### EXERCISE PROMPT
Return only those lines of the listing that hold the word "entries".

### DATA PROVIDED

::::::::::

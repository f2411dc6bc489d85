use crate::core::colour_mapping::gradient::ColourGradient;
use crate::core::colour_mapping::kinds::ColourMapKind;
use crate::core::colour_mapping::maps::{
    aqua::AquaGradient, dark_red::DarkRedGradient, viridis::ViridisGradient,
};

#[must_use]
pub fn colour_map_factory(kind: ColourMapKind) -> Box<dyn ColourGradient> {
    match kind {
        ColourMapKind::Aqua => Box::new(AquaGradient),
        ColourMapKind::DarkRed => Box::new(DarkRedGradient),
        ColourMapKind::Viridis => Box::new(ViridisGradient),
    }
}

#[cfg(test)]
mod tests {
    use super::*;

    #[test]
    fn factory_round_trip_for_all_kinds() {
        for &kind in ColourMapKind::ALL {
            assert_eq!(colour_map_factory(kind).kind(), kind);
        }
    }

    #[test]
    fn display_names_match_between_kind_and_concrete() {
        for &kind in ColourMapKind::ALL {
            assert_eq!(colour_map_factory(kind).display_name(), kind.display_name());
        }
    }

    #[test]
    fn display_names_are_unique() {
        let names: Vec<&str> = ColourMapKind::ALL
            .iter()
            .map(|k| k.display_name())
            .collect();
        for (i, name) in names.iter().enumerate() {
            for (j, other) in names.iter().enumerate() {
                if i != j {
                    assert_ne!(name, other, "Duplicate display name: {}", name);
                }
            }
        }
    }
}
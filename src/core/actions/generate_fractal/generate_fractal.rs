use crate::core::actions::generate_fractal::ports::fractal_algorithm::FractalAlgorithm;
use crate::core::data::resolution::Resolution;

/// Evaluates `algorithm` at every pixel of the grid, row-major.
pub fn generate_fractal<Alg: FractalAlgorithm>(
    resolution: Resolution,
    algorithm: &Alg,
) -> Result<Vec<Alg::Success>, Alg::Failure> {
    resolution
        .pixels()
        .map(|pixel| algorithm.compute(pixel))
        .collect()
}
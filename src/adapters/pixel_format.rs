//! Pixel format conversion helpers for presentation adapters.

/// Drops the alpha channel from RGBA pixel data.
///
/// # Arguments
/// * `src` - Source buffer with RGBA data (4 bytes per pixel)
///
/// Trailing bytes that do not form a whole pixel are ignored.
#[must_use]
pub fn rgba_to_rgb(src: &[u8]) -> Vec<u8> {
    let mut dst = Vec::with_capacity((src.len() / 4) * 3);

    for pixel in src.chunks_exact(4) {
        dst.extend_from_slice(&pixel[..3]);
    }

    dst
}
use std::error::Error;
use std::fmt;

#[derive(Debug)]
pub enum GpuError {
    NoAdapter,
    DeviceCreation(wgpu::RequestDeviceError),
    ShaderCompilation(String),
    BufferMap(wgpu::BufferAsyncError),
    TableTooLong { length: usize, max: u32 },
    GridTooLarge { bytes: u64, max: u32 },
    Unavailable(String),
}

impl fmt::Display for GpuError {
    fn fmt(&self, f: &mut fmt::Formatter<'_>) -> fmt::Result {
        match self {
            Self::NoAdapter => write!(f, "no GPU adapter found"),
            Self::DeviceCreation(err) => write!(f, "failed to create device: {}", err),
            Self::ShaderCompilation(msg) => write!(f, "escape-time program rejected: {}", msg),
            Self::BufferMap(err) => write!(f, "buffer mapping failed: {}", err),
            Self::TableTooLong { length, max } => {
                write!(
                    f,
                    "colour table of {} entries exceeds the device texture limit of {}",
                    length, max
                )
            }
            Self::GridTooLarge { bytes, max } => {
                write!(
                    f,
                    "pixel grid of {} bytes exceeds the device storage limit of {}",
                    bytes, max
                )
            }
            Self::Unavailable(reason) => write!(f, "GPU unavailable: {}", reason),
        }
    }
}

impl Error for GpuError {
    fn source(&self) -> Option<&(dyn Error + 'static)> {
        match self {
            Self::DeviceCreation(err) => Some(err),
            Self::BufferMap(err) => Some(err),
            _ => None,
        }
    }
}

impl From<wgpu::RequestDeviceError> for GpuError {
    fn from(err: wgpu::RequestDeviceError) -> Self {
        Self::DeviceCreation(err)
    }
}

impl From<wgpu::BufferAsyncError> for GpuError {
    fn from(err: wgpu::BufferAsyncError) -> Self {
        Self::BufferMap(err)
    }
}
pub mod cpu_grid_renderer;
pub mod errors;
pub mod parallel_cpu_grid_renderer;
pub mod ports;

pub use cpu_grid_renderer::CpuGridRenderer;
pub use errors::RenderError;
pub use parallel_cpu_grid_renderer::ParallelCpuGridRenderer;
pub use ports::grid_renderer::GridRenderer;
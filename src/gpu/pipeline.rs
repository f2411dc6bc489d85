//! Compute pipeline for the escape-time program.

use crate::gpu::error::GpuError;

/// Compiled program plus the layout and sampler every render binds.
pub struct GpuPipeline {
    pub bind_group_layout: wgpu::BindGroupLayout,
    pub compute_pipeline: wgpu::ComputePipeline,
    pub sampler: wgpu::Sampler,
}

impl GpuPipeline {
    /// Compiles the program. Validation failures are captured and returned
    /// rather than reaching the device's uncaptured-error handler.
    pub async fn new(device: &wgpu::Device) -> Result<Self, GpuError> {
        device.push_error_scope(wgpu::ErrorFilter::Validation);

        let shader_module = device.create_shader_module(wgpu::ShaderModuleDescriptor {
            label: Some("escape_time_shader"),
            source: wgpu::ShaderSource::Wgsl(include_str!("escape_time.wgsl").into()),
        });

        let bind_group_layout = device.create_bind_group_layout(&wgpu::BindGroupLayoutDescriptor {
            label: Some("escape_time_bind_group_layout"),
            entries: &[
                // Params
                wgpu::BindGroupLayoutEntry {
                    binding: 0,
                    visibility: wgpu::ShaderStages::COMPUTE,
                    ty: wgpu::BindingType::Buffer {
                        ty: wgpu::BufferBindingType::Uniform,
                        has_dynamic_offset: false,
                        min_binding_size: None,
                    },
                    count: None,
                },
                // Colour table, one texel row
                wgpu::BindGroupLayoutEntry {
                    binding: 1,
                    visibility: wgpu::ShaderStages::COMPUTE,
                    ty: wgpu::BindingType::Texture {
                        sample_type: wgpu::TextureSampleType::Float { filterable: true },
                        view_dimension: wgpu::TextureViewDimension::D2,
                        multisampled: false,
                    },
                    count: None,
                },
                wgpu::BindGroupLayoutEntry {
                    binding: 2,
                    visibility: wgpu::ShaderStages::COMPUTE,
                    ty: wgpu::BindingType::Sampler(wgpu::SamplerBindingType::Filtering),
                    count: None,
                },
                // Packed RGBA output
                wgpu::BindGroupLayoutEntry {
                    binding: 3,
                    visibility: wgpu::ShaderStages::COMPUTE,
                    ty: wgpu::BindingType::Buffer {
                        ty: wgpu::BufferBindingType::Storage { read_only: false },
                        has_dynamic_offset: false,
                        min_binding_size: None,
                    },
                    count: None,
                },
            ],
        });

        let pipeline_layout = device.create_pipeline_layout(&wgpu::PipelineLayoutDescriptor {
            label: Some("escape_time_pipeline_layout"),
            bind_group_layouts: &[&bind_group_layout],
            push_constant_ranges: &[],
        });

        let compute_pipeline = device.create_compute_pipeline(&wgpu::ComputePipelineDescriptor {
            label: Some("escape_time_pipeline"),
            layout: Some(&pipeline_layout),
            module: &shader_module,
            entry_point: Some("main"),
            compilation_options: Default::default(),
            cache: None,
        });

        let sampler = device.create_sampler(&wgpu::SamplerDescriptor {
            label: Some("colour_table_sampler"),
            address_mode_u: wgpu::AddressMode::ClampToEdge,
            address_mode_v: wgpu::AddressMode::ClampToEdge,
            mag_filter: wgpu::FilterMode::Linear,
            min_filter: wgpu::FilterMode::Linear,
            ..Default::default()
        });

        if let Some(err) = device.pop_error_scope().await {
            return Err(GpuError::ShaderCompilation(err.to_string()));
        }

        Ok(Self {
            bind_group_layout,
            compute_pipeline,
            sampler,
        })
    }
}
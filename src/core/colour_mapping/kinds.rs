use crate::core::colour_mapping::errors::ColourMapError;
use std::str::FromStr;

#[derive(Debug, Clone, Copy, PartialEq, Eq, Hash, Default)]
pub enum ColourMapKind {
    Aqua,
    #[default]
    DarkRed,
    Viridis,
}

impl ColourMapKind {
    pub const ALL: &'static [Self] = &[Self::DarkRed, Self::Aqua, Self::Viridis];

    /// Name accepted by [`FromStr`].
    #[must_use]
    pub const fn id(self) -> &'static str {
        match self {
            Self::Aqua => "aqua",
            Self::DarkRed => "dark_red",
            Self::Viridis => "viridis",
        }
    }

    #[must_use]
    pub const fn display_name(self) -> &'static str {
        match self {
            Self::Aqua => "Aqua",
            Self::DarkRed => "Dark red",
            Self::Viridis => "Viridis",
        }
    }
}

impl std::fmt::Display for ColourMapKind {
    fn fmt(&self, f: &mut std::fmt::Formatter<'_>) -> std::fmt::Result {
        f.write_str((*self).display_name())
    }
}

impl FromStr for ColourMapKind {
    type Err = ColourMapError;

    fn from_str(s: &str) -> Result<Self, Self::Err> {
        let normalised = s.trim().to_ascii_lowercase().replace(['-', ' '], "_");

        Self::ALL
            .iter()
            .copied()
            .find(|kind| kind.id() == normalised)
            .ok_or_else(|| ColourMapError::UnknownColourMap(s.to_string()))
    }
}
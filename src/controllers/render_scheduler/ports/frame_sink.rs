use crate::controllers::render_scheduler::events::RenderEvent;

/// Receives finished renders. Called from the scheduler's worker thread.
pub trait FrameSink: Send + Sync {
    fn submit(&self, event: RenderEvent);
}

::::::::::

### ANSWER BOX
                    "colour table of {} entries exceeds the device texture limit of {}",
            entries: &[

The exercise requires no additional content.